(Ilustración: Giovanni Tazza).
(Ilustración: Giovanni Tazza).
Paula Muñoz

La participación política en en el Perú es intensa. Cada cuatro años, miles de candidatos aspiran a ganar un puesto de representación popular. Según el Jurado Nacional de Elecciones (JNE), para los comicios de este año se han presentado en total 14.532 listas, involucrando a 113.469 candidatos. Usualmente, esta sobreoferta se traduce en fragmentación electoral: dado el gran número de contendientes, los votos se dispersan alrededor de un número alto de listas/candidatos.

Pero no solamente tenemos un número elevado de listas en contienda sino que la mayoría de estas (movimientos regionales y partidos nacionales por igual) no son en la práctica organizaciones políticas estables sino alianzas temporales entre independientes que se juntan con la finalidad de sumar recursos financieros, logísticos y reputacionales para beneficiarse del efecto de arrastre de competir juntos.
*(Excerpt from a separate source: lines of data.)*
//! Dense rank ≤ 2 tensors.
//!
//! A [`Tensor`] is a row-major `f64` buffer plus a [`Shape`]. Binary
//! operations require identical shapes (no broadcasting) and fail with
//! [`Error::ShapeMismatch`] otherwise. Every operation allocates its result;
//! the only in-place mutation is [`Tensor::add_inplace`] on accumulators and
//! [`Tensor::data_mut`], which the optimizer uses for weight updates.

use crate::{Error, Result};
use serde::{Deserialize, Serialize};
use std::fmt;

/// Tensor dimensions.
#[derive(Debug, Clone, Copy, PartialEq, Eq, Hash, Serialize, Deserialize)]
pub enum Shape {
    Scalar,
    Vector(usize),
    Matrix(usize, usize),
}

impl Shape {
    /// Number of elements.
    pub fn size(self) -> usize {
        match self {
            Shape::Scalar => 1,
            Shape::Vector(n) => n,
            Shape::Matrix(rows, cols) => rows * cols,
        }
    }

    pub fn rank(self) -> usize {
        match self {
            Shape::Scalar => 0,
            Shape::Vector(_) => 1,
            Shape::Matrix(..) => 2,
        }
    }

    /// Row count; vectors are read as columns.
    pub fn rows(self) -> usize {
        match self {
            Shape::Scalar => 1,
            Shape::Vector(n) => n,
            Shape::Matrix(rows, _) => rows,
        }
    }

    pub fn cols(self) -> usize {
        match self {
            Shape::Matrix(_, cols) => cols,
            _ => 1,
        }
    }
}

impl fmt::Display for Shape {
    fn fmt(&self, f: &mut fmt::Formatter<'_>) -> fmt::Result {
        match self {
            Shape::Scalar => write!(f, "scalar"),
            Shape::Vector(n) => write!(f, "vector[{n}]"),
            Shape::Matrix(rows, cols) => write!(f, "matrix[{rows}x{cols}]"),
        }
    }
}

/// Which operand of a matrix product is read transposed.
#[derive(Debug, Clone, Copy, PartialEq, Eq)]
pub enum Transpose {
    Neither,
    First,
    Second,
}

/// Dense row-major tensor. Invariant: `data.len() == shape.size()`.
#[derive(Debug, Clone, PartialEq, Serialize, Deserialize)]
pub struct Tensor {
    shape: Shape,
    data: Vec<f64>,
}

impl Tensor {
    pub fn new(shape: Shape, data: Vec<f64>) -> Result<Self> {
        if data.len() != shape.size() {
            return Err(Error::ShapeMismatch {
                op: "tensor",
                expected: format!("{} elements for {shape}", shape.size()),
                actual: format!("{} elements", data.len()),
            });
        }
        Ok(Self { shape, data })
    }

    pub fn zeros(shape: Shape) -> Self {
        Self::filled(shape, 0.0)
    }

    pub fn ones(shape: Shape) -> Self {
        Self::filled(shape, 1.0)
    }

    pub fn filled(shape: Shape, value: f64) -> Self {
        Self {
            shape,
            data: vec![value; shape.size()],
        }
    }

    pub fn scalar(value: f64) -> Self {
        Self {
            shape: Shape::Scalar,
            data: vec![value],
        }
    }

    pub fn vector(data: Vec<f64>) -> Self {
        Self {
            shape: Shape::Vector(data.len()),
            data,
        }
    }

    pub fn matrix(data: Vec<f64>, rows: usize, cols: usize) -> Result<Self> {
        Self::new(Shape::Matrix(rows, cols), data)
    }

    /// Stack equally long rows into a matrix.
    pub fn from_rows(rows: &[Vec<f64>]) -> Result<Self> {
        let cols = rows.first().map_or(0, Vec::len);
        let mut data = Vec::with_capacity(rows.len() * cols);
        for row in rows {
            if row.len() != cols {
                return Err(Error::ShapeMismatch {
                    op: "from_rows",
                    expected: format!("{cols} columns"),
                    actual: format!("{} columns", row.len()),
                });
            }
            data.extend_from_slice(row);
        }
        Self::matrix(data, rows.len(), cols)
    }

    /// Zero tensor of the same shape.
    pub fn create_with_same_dimensions(&self) -> Self {
        Self::zeros(self.shape)
    }

    pub fn shape(&self) -> Shape {
        self.shape
    }

    pub fn rows(&self) -> usize {
        self.shape.rows()
    }

    pub fn cols(&self) -> usize {
        self.shape.cols()
    }

    pub fn size(&self) -> usize {
        self.data.len()
    }

    pub fn data(&self) -> &[f64] {
        &self.data
    }

    pub fn data_mut(&mut self) -> &mut [f64] {
        &mut self.data
    }

    pub fn into_data(self) -> Vec<f64> {
        self.data
    }

    /// First element; the value of a scalar.
    pub fn value(&self) -> f64 {
        self.data.first().copied().unwrap_or(0.0)
    }

    pub fn get(&self, row: usize, col: usize) -> f64 {
        self.data[row * self.cols() + col]
    }

    pub fn row(&self, row: usize) -> &[f64] {
        let cols = self.cols();
        &self.data[row * cols..(row + 1) * cols]
    }

    pub fn row_mut(&mut self, row: usize) -> &mut [f64] {
        let cols = self.cols();
        &mut self.data[row * cols..(row + 1) * cols]
    }

    pub fn map(&self, f: impl Fn(f64) -> f64) -> Self {
        Self {
            shape: self.shape,
            data: self.data.iter().map(|&x| f(x)).collect(),
        }
    }

    /// Combine two equally shaped tensors elementwise.
    pub fn zip_with(
        &self,
        other: &Tensor,
        op: &'static str,
        f: impl Fn(f64, f64) -> f64,
    ) -> Result<Self> {
        self.expect_same_shape(other, op)?;
        Ok(Self {
            shape: self.shape,
            data: self
                .data
                .iter()
                .zip(&other.data)
                .map(|(&a, &b)| f(a, b))
                .collect(),
        })
    }

    pub fn add(&self, other: &Tensor) -> Result<Self> {
        self.zip_with(other, "add", |a, b| a + b)
    }

    /// Elementwise (Hadamard) product.
    pub fn multiply(&self, other: &Tensor) -> Result<Self> {
        self.zip_with(other, "multiply", |a, b| a * b)
    }

    /// Elementwise maximum.
    pub fn max(&self, other: &Tensor) -> Result<Self> {
        self.zip_with(other, "max", f64::max)
    }

    pub fn scalar_multiply(&self, factor: f64) -> Self {
        self.map(|x| x * factor)
    }

    /// `self += other`, for gradient accumulators.
    pub fn add_inplace(&mut self, other: &Tensor) -> Result<()> {
        self.expect_same_shape(other, "add_inplace")?;
        for (a, b) in self.data.iter_mut().zip(&other.data) {
            *a += b;
        }
        Ok(())
    }

    pub fn sum(&self) -> f64 {
        self.data.iter().sum()
    }

    /// Matrix product `self * other`.
    pub fn matmul(&self, other: &Tensor) -> Result<Self> {
        self.matmul_with(other, Transpose::Neither)
    }

    /// Matrix product `selfᵀ * other`, without materializing the transpose.
    pub fn matmul_trans_a(&self, other: &Tensor) -> Result<Self> {
        self.matmul_with(other, Transpose::First)
    }

    /// Matrix product `self * otherᵀ`, without materializing the transpose.
    pub fn matmul_trans_b(&self, other: &Tensor) -> Result<Self> {
        self.matmul_with(other, Transpose::Second)
    }

    pub fn matmul_with(&self, other: &Tensor, transpose: Transpose) -> Result<Self> {
        product_shape(self.shape, other.shape, transpose)?;
        Ok(product(self, other, transpose))
    }

    /// Per-row sums as a vector.
    pub fn row_sums(&self) -> Self {
        self.row_aggregate(|row| row.iter().sum())
    }

    /// Per-row L2 norms as a vector.
    pub fn row_l2_norms(&self) -> Self {
        self.row_aggregate(|row| row.iter().map(|x| x * x).sum::<f64>().sqrt())
    }

    /// Per-column sums as a vector.
    pub fn column_sums(&self) -> Self {
        let cols = self.cols();
        let mut sums = vec![0.0; cols];
        for row in self.data.chunks(cols.max(1)) {
            for (sum, x) in sums.iter_mut().zip(row) {
                *sum += x;
            }
        }
        Self::vector(sums)
    }

    fn row_aggregate(&self, f: impl Fn(&[f64]) -> f64) -> Self {
        Self::vector((0..self.rows()).map(|r| f(self.row(r))).collect())
    }

    fn expect_same_shape(&self, other: &Tensor, op: &'static str) -> Result<()> {
        if self.shape == other.shape {
            Ok(())
        } else {
            Err(Error::ShapeMismatch {
                op,
                expected: self.shape.to_string(),
                actual: other.shape.to_string(),
            })
        }
    }
}

/// Output shape of a matrix product, or `ShapeMismatch`.
pub fn product_shape(a: Shape, b: Shape, transpose: Transpose) -> Result<Shape> {
    let (Shape::Matrix(ar, ac), Shape::Matrix(br, bc)) = (a, b) else {
        return Err(Error::ShapeMismatch {
            op: "matmul",
            expected: "two matrices".into(),
            actual: format!("{a} and {b}"),
        });
    };
    let (rows, inner_a, inner_b, cols) = match transpose {
        Transpose::Neither => (ar, ac, br, bc),
        Transpose::First => (ac, ar, br, bc),
        Transpose::Second => (ar, ac, bc, br),
    };
    if inner_a != inner_b {
        return Err(Error::ShapeMismatch {
            op: "matmul",
            expected: format!("inner dimension {inner_a}"),
            actual: format!("{inner_b} ({a} x {b}, {transpose:?})"),
        });
    }
    Ok(Shape::Matrix(rows, cols))
}

/// Unchecked matrix product; callers validate with [`product_shape`].
pub(crate) fn product(a: &Tensor, b: &Tensor, transpose: Transpose) -> Tensor {
    let (ar, ac) = (a.rows(), a.cols());
    let (br, bc) = (b.rows(), b.cols());
    let (ad, bd) = (&a.data, &b.data);

    let (rows, cols, data) = match transpose {
        Transpose::Neither => {
            let mut out = vec![0.0; ar * bc];
            for i in 0..ar {
                for k in 0..ac {
                    let aik = ad[i * ac + k];
                    if aik == 0.0 {
                        continue;
                    }
                    let b_row = &bd[k * bc..(k + 1) * bc];
                    for (o, &bkj) in out[i * bc..(i + 1) * bc].iter_mut().zip(b_row) {
                        *o += aik * bkj;
                    }
                }
            }
            (ar, bc, out)
        }
        Transpose::First => {
            let mut out = vec![0.0; ac * bc];
            for k in 0..ar {
                let b_row = &bd[k * bc..(k + 1) * bc];
                for i in 0..ac {
                    let aki = ad[k * ac + i];
                    if aki == 0.0 {
                        continue;
                    }
                    for (o, &bkj) in out[i * bc..(i + 1) * bc].iter_mut().zip(b_row) {
                        *o += aki * bkj;
                    }
                }
            }
            (ac, bc, out)
        }
        Transpose::Second => {
            let mut out = Vec::with_capacity(ar * br);
            for i in 0..ar {
                let a_row = &ad[i * ac..(i + 1) * ac];
                for j in 0..br {
                    out.push(dot(a_row, &bd[j * bc..(j + 1) * bc]));
                }
            }
            (ar, br, out)
        }
    };

    Tensor {
        shape: Shape::Matrix(rows, cols),
        data,
    }
}

pub(crate) fn dot(a: &[f64], b: &[f64]) -> f64 {
    a.iter().zip(b).map(|(x, y)| x * y).sum()
}

/// Logistic sigmoid `1 / (1 + e^-x)`, evaluated without overflow for large |x|.
pub fn sigmoid(x: f64) -> f64 {
    if x >= 0.0 {
        1.0 / (1.0 + (-x).exp())
    } else {
        let e = x.exp();
        e / (1.0 + e)
    }
}

/// `max(0, x)`.
pub fn relu(x: f64) -> f64 {
    x.max(0.0)
}

/// `ln(1 + e^x)`, i.e. `-ln σ(-x)`, evaluated without overflow.
pub fn softplus(x: f64) -> f64 {
    if x > 0.0 {
        x + (-x).exp().ln_1p()
    } else {
        x.exp().ln_1p()
    }
}
//! Error types for lattix-sage.

use thiserror::Error;

/// Errors raised while building, training or evaluating a GraphSAGE model.
#[derive(Debug, Error)]
pub enum Error {
    /// Operand shapes of a tensor or graph operation disagree.
    #[error("shape mismatch in {op}: expected {expected}, got {actual}")]
    ShapeMismatch {
        op: &'static str,
        expected: String,
        actual: String,
    },

    /// Variable handle does not belong to this computation graph.
    #[error("unknown variable {0}")]
    UnknownVariable(usize),

    /// Invalid configuration.
    #[error("invalid config: {0}")]
    InvalidConfig(String),

    /// Fewer feature rows than nodes.
    #[error("expected features for {expected} nodes, got {actual}")]
    MissingFeatures { expected: usize, actual: usize },

    /// A node's feature vector has the wrong length.
    #[error("node {node} has {actual} features, expected {expected}")]
    FeatureDimension {
        node: usize,
        expected: usize,
        actual: usize,
    },

    /// The degree distribution cannot be sampled from.
    #[error("negative sampling: {0}")]
    NegativeSampling(String),

    /// Loss became NaN or infinite.
    #[error("non-finite loss {loss} in epoch {epoch}, batch {batch}")]
    NonFiniteLoss {
        loss: f64,
        epoch: usize,
        batch: usize,
    },

    /// The run was cancelled through its termination flag.
    #[error("run terminated")]
    Terminated,

    /// Worker pool could not be created.
    #[error("thread pool: {0}")]
    ThreadPool(#[from] rayon::ThreadPoolBuildError),

    /// Graph oracle error.
    #[error("graph error: {0}")]
    Graph(#[from] lattix_graph::Error),
}

/// Result type alias.
pub type Result<T> = std::result::Result<T, Error>;
//! Training orchestration and inference.
//!
//! # Training run
//!
//! ```text
//! validate config ─► init layers ─► negative sampler ─► start loss
//!                                                          │
//!        ┌─────────────────────────────────────────────────┘
//!        ▼
//!   epoch e: all batches in parallel ─► evaluate loss ─► converged? ──yes──► done
//!        ▲                                                   │ no
//!        └─────────────────────── next epoch ◄───────────────┘
//! ```
//!
//! Each batch builds its computation graph once and then repeats
//! forward → tolerance check → backward → Adam step up to `max_iterations`
//! times. Layer sampling seeds are fixed per (round, batch), so every
//! iteration of a batch sees the same neighborhoods.
//!
//! Batches of one epoch share the layer weights and the optimizer state;
//! see [`crate::autodiff::Weights`] for how concurrent updates are
//! serialized. With `concurrency == 1` a run is fully deterministic for a
//! given `random_seed`.

use crate::autodiff::{ComputationContext, ComputationGraph, Variable};
use crate::batch::{batch_seed, partition, triplet_batch, NegativeSampler};
use crate::config::GraphSageConfig;
use crate::features;
use crate::layer::{Layer, Round};
use crate::loss::GraphSageLoss;
use crate::optimizer::AdamOptimizer;
use crate::termination::TerminationFlag;
use crate::{Error, Result};
use lattix_graph::algo::sampling::{build_sub_graphs, mix_seed, NeighborhoodFunction};
use lattix_graph::{Graph, NodeId};
use rayon::prelude::*;
use serde::{Deserialize, Serialize};
use std::collections::BTreeMap;
use std::ops::Range;
use std::sync::Arc;
use tracing::{debug, info, trace};

/// Trained layers plus what is needed to run them.
#[derive(Debug, Clone)]
pub struct GraphSageModel {
    config: GraphSageConfig,
    layers: Vec<Layer>,
    termination: TerminationFlag,
}

impl GraphSageModel {
    /// Freshly initialized layers for `input_dimension` features.
    pub fn new(config: GraphSageConfig, input_dimension: usize, random_seed: u64) -> Result<Self> {
        config.validate()?;
        let layers = config
            .layer_configs(input_dimension)
            .into_iter()
            .enumerate()
            .map(|(i, layer)| Layer::new(layer, mix_seed(random_seed, i as u64)))
            .collect();
        Ok(Self {
            config,
            layers,
            termination: TerminationFlag::new(),
        })
    }

    pub fn with_termination_flag(mut self, termination: TerminationFlag) -> Self {
        self.termination = termination;
        self
    }

    pub fn config(&self) -> &GraphSageConfig {
        &self.config
    }

    pub fn layers(&self) -> &[Layer] {
        &self.layers
    }

    /// Input feature dimension the first layer expects.
    pub fn input_dimension(&self) -> usize {
        self.layers.first().map_or(0, |layer| layer.config().cols)
    }

    /// Append the embeddings of `nodes` to `graph`: one L2-normalized row per
    /// entry of `nodes`.
    pub fn embeddings_variable<G: Graph + ?Sized>(
        &self,
        computation: &mut ComputationGraph,
        graph: &G,
        features: &[Vec<f64>],
        nodes: &[NodeId],
        round: Round,
        batch: usize,
    ) -> Result<Variable> {
        let neighborhoods: Vec<NeighborhoodFunction> = self
            .layers
            .iter()
            .map(|layer| {
                layer.neighborhood_function(round, batch, self.config.use_relationship_weights)
            })
            .collect();
        let sub_graphs: Vec<_> = build_sub_graphs(nodes, &neighborhoods, graph)
            .into_iter()
            .map(Arc::new)
            .collect();

        let deepest = sub_graphs.first().map_or(nodes, |s| s.next_node_ids.as_slice());
        let mut previous = computation.constant(features::feature_matrix(features, deepest)?);

        // The first layer aggregates the deepest hop, the last layer the batch.
        for (layer, sub_graph) in self.layers.iter().zip(&sub_graphs) {
            previous = layer
                .aggregator()
                .aggregate(computation, previous, Arc::clone(sub_graph))?;
        }
        computation.normalize_rows(previous)
    }

    /// Embeddings of every node, indexed by node id. Forward passes only.
    pub fn make_embeddings<G: Graph + ?Sized>(
        &self,
        graph: &G,
        features: &[Vec<f64>],
    ) -> Result<Vec<Vec<f64>>> {
        let dimension = features::dimension(features, graph.node_count())?;
        if graph.node_count() > 0 && dimension != self.input_dimension() {
            return Err(Error::FeatureDimension {
                node: 0,
                expected: self.input_dimension(),
                actual: dimension,
            });
        }

        let pool = rayon::ThreadPoolBuilder::new()
            .num_threads(self.config.concurrency)
            .build()?;
        let batches = partition(graph.node_count(), self.config.batch_size);
        info!(
            nodes = graph.node_count(),
            batches = batches.len(),
            "generating embeddings"
        );

        let per_batch = pool.install(|| {
            batches
                .par_iter()
                .enumerate()
                .map(|(index, range)| self.embed_batch(graph, features, index, range.clone()))
                .collect::<Result<Vec<_>>>()
        })?;
        Ok(per_batch.into_iter().flatten().collect())
    }

    /// [`make_embeddings`](Self::make_embeddings) over the configured
    /// `feature_properties`.
    pub fn make_embeddings_from_properties<G: Graph + ?Sized>(
        &self,
        graph: &G,
    ) -> Result<Vec<Vec<f64>>> {
        let features = features::extract(graph, &self.config.feature_properties)?;
        self.make_embeddings(graph, &features)
    }

    fn embed_batch<G: Graph + ?Sized>(
        &self,
        graph: &G,
        features: &[Vec<f64>],
        index: usize,
        range: Range<usize>,
    ) -> Result<Vec<Vec<f64>>> {
        self.termination.assert_running()?;
        let nodes: Vec<NodeId> = range.collect();
        let mut computation = ComputationGraph::new();
        let embeddings = self.embeddings_variable(
            &mut computation,
            graph,
            features,
            &nodes,
            Round::Inference,
            index,
        )?;
        let mut ctx = ComputationContext::new(&computation);
        let values = ctx.forward(embeddings);
        Ok((0..values.rows()).map(|r| values.row(r).to_vec()).collect())
    }
}

/// Outcome of [`GraphSageTrainer::train`].
#[derive(Debug, Clone)]
pub struct TrainResult {
    /// Loss over all batches before the first epoch.
    pub start_loss: f64,
    /// Loss over all batches after each epoch, keyed by 1-based epoch.
    pub epoch_losses: BTreeMap<usize, f64>,
    pub did_converge: bool,
    pub ran_epochs: usize,
    pub model: GraphSageModel,
}

impl TrainResult {
    pub fn metrics(&self) -> TrainMetrics {
        TrainMetrics {
            start_loss: self.start_loss,
            epoch_losses: self
                .epoch_losses
                .iter()
                .map(|(epoch, &loss)| (format!("Epoch: {epoch}"), loss))
                .collect(),
            did_converge: self.did_converge,
            ran_epochs: self.ran_epochs,
        }
    }

    /// Loss after the last epoch that ran, or the start loss.
    pub fn final_loss(&self) -> f64 {
        self.epoch_losses
            .values()
            .next_back()
            .copied()
            .unwrap_or(self.start_loss)
    }
}

/// Serializable training summary.
#[derive(Debug, Clone, PartialEq, Serialize, Deserialize)]
pub struct TrainMetrics {
    pub start_loss: f64,
    /// `"Epoch: n"` labels in epoch order.
    pub epoch_losses: Vec<(String, f64)>,
    pub did_converge: bool,
    pub ran_epochs: usize,
}

/// Unsupervised GraphSAGE trainer.
///
/// ```rust
/// use lattix_graph::{AdjacencyGraph, Orientation};
/// use lattix_sage::{GraphSageConfig, GraphSageTrainer};
///
/// let graph = AdjacencyGraph::from_edges(
///     4,
///     &[(0, 1), (1, 2), (2, 3), (3, 0)],
///     Orientation::Undirected,
/// )
/// .unwrap();
/// let features = vec![vec![1.0, 0.0], vec![0.0, 1.0], vec![1.0, 1.0], vec![0.5, 0.0]];
///
/// let config = GraphSageConfig::default()
///     .with_embedding_dimension(4)
///     .with_sample_sizes(vec![2])
///     .with_concurrency(1)
///     .with_random_seed(7);
/// let result = GraphSageTrainer::new(config).unwrap().train(&graph, &features).unwrap();
///
/// let embeddings = result.model.make_embeddings(&graph, &features).unwrap();
/// assert_eq!(embeddings.len(), 4);
/// assert_eq!(embeddings[0].len(), 4);
/// ```
#[derive(Debug, Clone)]
pub struct GraphSageTrainer {
    config: GraphSageConfig,
    termination: TerminationFlag,
}

impl GraphSageTrainer {
    pub fn new(config: GraphSageConfig) -> Result<Self> {
        config.validate()?;
        Ok(Self {
            config,
            termination: TerminationFlag::new(),
        })
    }

    /// Share `termination` with the run and the returned model.
    pub fn with_termination_flag(mut self, termination: TerminationFlag) -> Self {
        self.termination = termination;
        self
    }

    pub fn config(&self) -> &GraphSageConfig {
        &self.config
    }

    /// [`train`](Self::train) over the configured `feature_properties`.
    pub fn train_from_properties<G: Graph + ?Sized>(&self, graph: &G) -> Result<TrainResult> {
        let features = features::extract(graph, &self.config.feature_properties)?;
        self.train(graph, &features)
    }

    /// Train on `graph` with one feature row per node.
    pub fn train<G: Graph + ?Sized>(&self, graph: &G, features: &[Vec<f64>]) -> Result<TrainResult> {
        let config = &self.config;
        let input_dimension = features::dimension(features, graph.node_count())?;
        let random_seed = config.random_seed.unwrap_or_else(rand::random);
        let model = GraphSageModel::new(config.clone(), input_dimension, random_seed)?
            .with_termination_flag(self.termination.clone());
        let negatives = NegativeSampler::new(graph)?;
        let pool = rayon::ThreadPoolBuilder::new()
            .num_threads(config.concurrency)
            .build()?;

        let run = TrainingRun {
            config,
            graph,
            features,
            model: &model,
            negatives,
            optimizer: AdamOptimizer::new(config.learning_rate),
            random_seed,
            termination: &self.termination,
            batches: partition(graph.node_count(), config.batch_size),
        };

        info!(
            nodes = graph.node_count(),
            batches = run.batches.len(),
            layers = model.layers().len(),
            input_dimension,
            random_seed,
            "graph sage training started"
        );

        let start_loss = pool.install(|| run.evaluate_loss(0))?;
        info!(start_loss, "initial loss");

        let mut previous = start_loss;
        let mut epoch_losses = BTreeMap::new();
        let mut did_converge = false;
        let mut ran_epochs = 0;

        for epoch in 1..=config.epochs {
            self.termination.assert_running()?;
            info!(epoch, "epoch started");

            pool.install(|| run.train_epoch(epoch))?;
            let loss = pool.install(|| run.evaluate_loss(epoch))?;
            epoch_losses.insert(epoch, loss);
            ran_epochs = epoch;

            info!(epoch, loss, "epoch finished");
            if relative_change(previous, loss) < config.tolerance {
                did_converge = true;
                break;
            }
            previous = loss;
        }

        info!(ran_epochs, did_converge, "graph sage training finished");
        Ok(TrainResult {
            start_loss,
            epoch_losses,
            did_converge,
            ran_epochs,
            model,
        })
    }
}

/// `|old - new| / |old|`; zero when both are zero.
fn relative_change(old: f64, new: f64) -> f64 {
    if old == new {
        0.0
    } else {
        (old - new).abs() / old.abs()
    }
}

/// Everything the batches of one training run share.
struct TrainingRun<'a, G: ?Sized> {
    config: &'a GraphSageConfig,
    graph: &'a G,
    features: &'a [Vec<f64>],
    model: &'a GraphSageModel,
    negatives: NegativeSampler,
    optimizer: AdamOptimizer,
    random_seed: u64,
    termination: &'a TerminationFlag,
    batches: Vec<Range<usize>>,
}

impl<'a, G: Graph + ?Sized> TrainingRun<'a, G> {
    fn loss_graph(&self, index: usize, round: Round) -> Result<(ComputationGraph, Variable)> {
        let triplets = triplet_batch(
            self.graph,
            self.batches[index].clone(),
            batch_seed(self.random_seed, index),
            self.config.search_depth,
            &self.negatives,
            self.termination,
        )?;
        let mut computation = ComputationGraph::new();
        let embeddings = self.model.embeddings_variable(
            &mut computation,
            self.graph,
            self.features,
            &triplets,
            round,
            index,
        )?;
        let loss = computation.apply(
            GraphSageLoss::new(self.config.negative_sample_weight as f64),
            &[embeddings],
        )?;
        Ok((computation, loss))
    }

    /// Summed loss of all batches at the current weights. `epoch` 0 is the
    /// baseline before training.
    fn evaluate_loss(&self, epoch: usize) -> Result<f64> {
        let losses = (0..self.batches.len())
            .into_par_iter()
            .map(|index| {
                let (computation, loss) = self.loss_graph(index, Round::Evaluation)?;
                let mut ctx = ComputationContext::new(&computation);
                let value = ctx.forward(loss).value();
                ensure_finite(value, epoch, index)
            })
            .collect::<Result<Vec<f64>>>()?;
        Ok(losses.into_iter().sum())
    }

    fn train_epoch(&self, epoch: usize) -> Result<()> {
        (0..self.batches.len())
            .into_par_iter()
            .try_for_each(|index| self.train_on_batch(epoch, index))
    }

    fn train_on_batch(&self, epoch: usize, index: usize) -> Result<()> {
        let (computation, loss) = self.loss_graph(index, Round::Training { epoch })?;
        let mut previous = f64::MAX;
        let mut initial = None;
        let mut last = f64::NAN;
        let mut iterations = 0;

        for iteration in 0..self.config.max_iterations {
            self.termination.assert_running()?;
            let mut ctx = ComputationContext::new(&computation);
            let current = ensure_finite(ctx.forward(loss).value(), epoch, index)?;
            initial.get_or_insert(current);
            last = current;
            trace!(epoch, batch = index, iteration, loss = current, "iteration");

            if relative_change(previous, current) < self.config.tolerance {
                break;
            }
            ctx.backward(loss);
            self.optimizer.update(&ctx);
            previous = current;
            iterations = iteration + 1;
        }

        debug!(
            epoch,
            batch = index,
            initial_loss = initial.unwrap_or(f64::NAN),
            final_loss = last,
            iterations,
            "batch trained"
        );
        Ok(())
    }
}

fn ensure_finite(loss: f64, epoch: usize, batch: usize) -> Result<f64> {
    if loss.is_finite() {
        Ok(loss)
    } else {
        Err(Error::NonFiniteLoss { loss, epoch, batch })
    }
}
Esta precariedad hace que normalmente las alianzas se disuelvan una vez concluida la elección. Entonces, el sistema político está más desarticulado de lo que las cifras de fragmentación electoral nos harían pensar. Si un movimiento regional gana el gobierno de la región y un determinado número de municipalidades en un departamento, no significa que tengamos un colectivo gobernando e instituciones trabajando coordinadamente.

Existe una serie de razones por las que esta situación debe preocuparnos. Primero, la fragmentación acompañada de desarticulación política impulsa el cortoplacismo en los representantes elegidos. Se trata de individuos pensando principalmente en intereses personales/particularistas que no tienen una organización con un proyecto colectivo que los fuerce a pensar en el mediano plazo. Este cortoplacismo dificulta construir e implementar agendas políticas centradas en beneficios colectivos o futuros (como puede ser la implementación de una reforma o política pública que no traerá resultados inmediatos sino cuyos frutos se cosecharán en el mediano y largo plazo). Los políticos cortoplacistas prefieren dirigir sus esfuerzos hacia la construcción de obras pequeñas que generan beneficios visibles rápidamente, o de propuestas efectistas o populistas, antes que embarcase en procesos de reforma y fortalecimiento institucional para luchar contra la corrupción, por ejemplo.

Por otro lado, con tantos políticos cortoplacistas y sin partidos organizados, también crecen los riesgos de que estos se involucren en actos de corrupción. Las autoridades elegidas no tienen un colectivo detrás que les exija que rindan cuentas o que los ayude transfiriendo sus experiencias de gestión. Sin organizaciones colectivas con presencia en el territorio también se hace más difícil en la práctica la fiscalización política de los adversarios. Si a esto se suma la mayor disponibilidad de recursos en las arcas fiscales y la debilidad de las instituciones nacionales encargadas del control, la receta para institucionalizar la corrupción está servida.

Finalmente, la institucionalización de estas estrategias informales de competencia política que favorece la fragmentación también la reproduce y refuerza, haciendo más difícil construir partidos organizados. Como nos recuerdan los politólogos Steven Levitsky y Mauricio Zavaleta, los políticos peruanos han aprendido que “pueden hacerla solos”, sin necesidad de invertir recursos y tiempo en la pesada tarea de construir un colectivo. Esta lección se ve continuamente ratificada porque la competencia electoral tiende a seleccionar a políticos que hacen uso efectivo de las nuevas estrategias no partidarias. Y esto tiene un efecto en el gobierno: los políticos que ganan elecciones de esta forma no tienen coaliciones para gobernar.

Vemos una serie de patologías asociadas a este desmadre de fragmentación. Sin embargo, es importante hacer una salvedad, especialmente en estos días de escándalos de corrupción. No pretendo señalar que tener partidos organizados nos garantizaría que estos fueran reformistas o virtuosos. Si no, veamos el caso del comportamiento de los partidos relativamente más organizados que tenemos en el Congreso (como Fuerza Popular, el Apra e incluso Alianza para el Progreso) y su desinterés en impulsar reformas o fiscalizar la corrupción. Un sistema de partidos articulado pero complaciente con conductas corruptas podrá reducir algunos de estos problemas, pero traería otros, además de mantener parte de los existentes. Se necesitan partidos capaces de articular, pero unos que se tomen estos temas en serio.